Arctic seabirds – 03/19/2007

  • November 27, 2013 at 10:47 pm #1431
    Mike
    Keymaster

    from rocky:

    Also see Vanishing seabirds worry Arctic biologists. ~Rocky

    http://www.cbc.ca/canada/north/story/2007/03/13/nu-seabirds.html

    A warming climate has spelled bad news for the thick-billed murre, one of the most common seabirds in Canada’s North, a researcher has found.

    Tony Gaston, a research scientist with the Canadian Wildlife Service in Ottawa, said the loss of sea ice over the last 30 years on Coates Island and in the Hudson Strait is affecting the survival of some murre chicks.

    While the ice has been breaking up three weeks earlier than usual, Gaston said, the murres have adjusted their nesting habits by only a week in advance.
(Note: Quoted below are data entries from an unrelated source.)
//! Class discretization of sample values.

use serde::{Deserialize, Serialize};

use crate::error::{Error, Result};

/// Upper bound for the number of classes.
pub const CLASS_COUNT_MAX: u32 = 512;

/// Equal-width classes starting at `offset`.
///
/// A `count` of 0 disables classification; the counter then only tracks
/// turning points.
#[derive(Debug, Clone, Copy, PartialEq, Serialize, Deserialize)]
pub struct ClassParams {
    pub count: u32,
    pub width: f64,
    pub offset: f64,
}

impl ClassParams {
    /// Validated class parameters.
    ///
    /// # Errors
    ///
    /// `InvalidArgument` if `count` exceeds [`CLASS_COUNT_MAX`] or, with
    /// classification enabled, `width` is not a positive finite number.
    pub fn new(count: u32, width: f64, offset: f64) -> Result<Self> {
        let params = ClassParams { count, width, offset };
        params.validate()?;
        Ok(params)
    }

    /// Derives width and offset so that `[min, max]` is covered by `count`
    /// classes, the extremes sitting near the middle of the outer classes.
    ///
    /// Width is rounded up to two decimals, offset down to three. With
    /// `count` 0 the result is width 1 and offset 0.
    ///
    /// ```
    /// use rainflow::ClassParams;
    ///
    /// let params = ClassParams::from_range(4.0, 1.0, 4).unwrap();
    /// assert_eq!(params.width, 1.0);
    /// assert_eq!(params.offset, 0.5);
    /// ```
    pub fn from_range(max: f64, min: f64, count: u32) -> Result<Self> {
        if !(max >= min) {
            return Err(Error::invalid_argument(format!(
                "range maximum {} is below minimum {}",
                max, min
            )));
        }
        if count < 1 {
            return Ok(ClassParams { count: 0, width: 1.0, offset: 0.0 });
        }
        // A single class has no spacing to derive; span the range instead.
        let spacing = if count > 1 { (max - min) / f64::from(count - 1) } else { max - min };
        let mut width = (spacing * 100.0).ceil() / 100.0;
        if width <= 0.0 {
            width = 1.0;
        }
        let offset = ((min - width / 2.0) * 1000.0).floor() / 1000.0;
        Self::new(count, width, offset)
    }

    pub fn validate(&self) -> Result<()> {
        if self.count > CLASS_COUNT_MAX {
            return Err(Error::invalid_argument(format!(
                "class_count must not exceed {}, got {}",
                CLASS_COUNT_MAX, self.count
            )));
        }
        if self.count > 0 && !(self.width > 0.0 && self.width.is_finite()) {
            return Err(Error::invalid_argument(format!(
                "class_width must be greater than 0.0, got {}",
                self.width
            )));
        }
        if !self.offset.is_finite() {
            return Err(Error::invalid_argument(format!(
                "class_offset must be finite, got {}",
                self.offset
            )));
        }
        Ok(())
    }

    pub fn is_enabled(&self) -> bool {
        self.count > 0
    }

    /// Raw class index, `floor((value - offset) / width)`. May lie outside
    /// `[0, count)`.
    pub fn quantize(&self, value: f64) -> i64 {
        ((value - self.offset) / self.width).floor() as i64
    }

    /// Class index clamped into `[0, count - 1]`; always 0 when
    /// classification is disabled.
    pub fn class_of(&self, value: f64) -> u32 {
        if !self.is_enabled() {
            return 0;
        }
        let last = i64::from(self.count - 1);
        self.quantize(value).clamp(0, last) as u32
    }

    /// Midpoint of class `class`.
    pub fn class_mean(&self, class: u32) -> f64 {
        self.width * (0.5 + f64::from(class)) + self.offset
    }

    /// Upper bound of class `class`.
    pub fn class_upper(&self, class: u32) -> f64 {
        self.width * (1.0 + f64::from(class)) + self.offset
    }
}

#[cfg(test)]
mod tests {
    use super::*;
    use approx::assert_relative_eq;

    #[test]
    fn test_quantize_and_clamp() {
        let params = ClassParams::new(4, 1.0, 0.5).unwrap();
        assert_eq!(params.class_of(1.0), 0);
        assert_eq!(params.class_of(2.0), 1);
        assert_eq!(params.class_of(3.0), 2);
        assert_eq!(params.class_of(4.0), 3);
        // Exactly on the upper boundary of the last class
        assert_eq!(params.quantize(4.5), 4);
        assert_eq!(params.class_of(4.5), 3);
        assert_eq!(params.class_of(100.0), 3);
        assert_eq!(params.quantize(0.0), -1);
        assert_eq!(params.class_of(0.0), 0);
    }

    #[test]
    fn test_disabled_classes() {
        let params = ClassParams::new(0, 0.0, 0.0).unwrap();
        assert!(!params.is_enabled());
        assert_eq!(params.class_of(42.0), 0);
    }

    #[test]
    fn test_validation() {
        assert!(ClassParams::new(512, 1.0, 0.0).is_ok());
        assert!(matches!(ClassParams::new(513, 1.0, 0.0), Err(Error::InvalidArgument(_))));
        assert!(ClassParams::new(4, 0.0, 0.0).is_err());
        assert!(ClassParams::new(4, -1.0, 0.0).is_err());
        assert!(ClassParams::new(4, f64::NAN, 0.0).is_err());
    }

    #[test]
    fn test_from_range() {
        let params = ClassParams::from_range(6.0, 1.0, 6).unwrap();
        assert_relative_eq!(params.width, 1.0);
        assert_relative_eq!(params.offset, 0.5);

        let params = ClassParams::from_range(1.0, -1.0, 100).unwrap();
        assert_relative_eq!(params.width, 0.03);
        assert_relative_eq!(params.offset, -1.015, epsilon = 1e-12);
        assert!(params.class_upper(99) > 1.0);

        let params = ClassParams::from_range(1.0, -1.0, 0).unwrap();
        assert_eq!(params.count, 0);
        assert_eq!(params.width, 1.0);

        assert!(ClassParams::from_range(0.0, 1.0, 4).is_err());
    }

    #[test]
    fn test_class_bounds() {
        let params = ClassParams::new(4, 1.0, 0.5).unwrap();
        assert_relative_eq!(params.class_mean(0), 1.0);
        assert_relative_eq!(params.class_upper(0), 1.5);
        assert_relative_eq!(params.class_mean(3), 4.0);
    }
}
The bigger the gap between break-up and nesting, the skinnier chicks tend to be, he noted.

    “There is a relationship between the weight of the chicks when they leave the colony and the likelihood that they’re going to come back to the colony subsequently,” he said.

    “For instance, a chick that leaves the colony at around 160 grams — which will be right at the lower edge of the range — has only about a 10 or 20 per cent chance of being seen again at the colony as an adult.”

    Gaston, who has been studying the thick-billed murres for the past 30 years, has already noticed the birds’ diet has changed: from Arctic cod, a fish associated with ice, to capelin, which is normally found farther south.

    In fact, capelin now make up 90 per cent of their diet, he said.

    Gaston’s team will expand its seabird research this year to include colonies in Lancaster Sound and Barrow Strait, and will look at the stomach contents of adult birds to see just how species in the ocean are changing because of warming temperatures and less sea ice.